* EXERCISE GOAL:
Set the whole listing down again without deviation.

* DATA EXTRACT:
· · · · ·

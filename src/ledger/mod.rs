//! Ledger Repository
//!
//! Account lookups, account creation and the atomic transfer operation.
//! Every operation is a single unit of work against the store: it either
//! takes full effect or none.

mod error;
pub mod memory;
pub mod postgres;

use async_trait::async_trait;
use rust_decimal::Decimal;

use crate::domain::Amount;

pub use error::{LedgerError, LedgerResult};
pub use memory::InMemoryLedgerRepository;
pub use postgres::PgLedgerRepository;

/// Server-assigned account identifier
pub type AccountId = i64;

/// Storage operations used by the request handlers
#[async_trait]
pub trait LedgerRepository: Send + Sync {
    /// Password digest stored for `login`
    async fn find_digest_by_login(&self, login: &str) -> LedgerResult<String>;

    /// Register a new account with a zero balance
    async fn create_account(&self, login: &str, digest: &str) -> LedgerResult<AccountId>;

    /// Current balance of `login`
    async fn find_balance_by_login(&self, login: &str) -> LedgerResult<Decimal>;

    /// Move `amount` from `sender` to `recipient`.
    ///
    /// Fails with `NotFound` when either account is absent and with
    /// `InsufficientFunds` when the sender cannot cover the amount. On any
    /// failure neither balance changes.
    async fn transfer(&self, sender: &str, recipient: &str, amount: Amount) -> LedgerResult<()>;
}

· · · · ·

* SOLUTION TO THIS PROBLEM:
filename src/ledger/mod.rs
//! Ledger Repository
//!
//! Account lookups, account creation and the atomic transfer operation.
//! Every operation is a single unit of work against the store: it either
//! takes full effect or none.

mod error;
pub mod memory;
pub mod postgres;

use async_trait::async_trait;
use rust_decimal::Decimal;

use crate::domain::Amount;

pub use error::{LedgerError, LedgerResult};
pub use memory::InMemoryLedgerRepository;
pub use postgres::PgLedgerRepository;

/// Server-assigned account identifier
pub type AccountId = i64;

/// Storage operations used by the request handlers
#[async_trait]
pub trait LedgerRepository: Send + Sync {
    /// Password digest stored for `login`
    async fn find_digest_by_login(&self, login: &str) -> LedgerResult<String>;

    /// Register a new account with a zero balance
    async fn create_account(&self, login: &str, digest: &str) -> LedgerResult<AccountId>;

    /// Current balance of `login`
    async fn find_balance_by_login(&self, login: &str) -> LedgerResult<Decimal>;

    /// Move `amount` from `sender` to `recipient`.
    ///
    /// Fails with `NotFound` when either account is absent and with
    /// `InsufficientFunds` when the sender cannot cover the amount. On any
    /// failure neither balance changes.
    async fn transfer(&self, sender: &str, recipient: &str, amount: Amount) -> LedgerResult<()>;
}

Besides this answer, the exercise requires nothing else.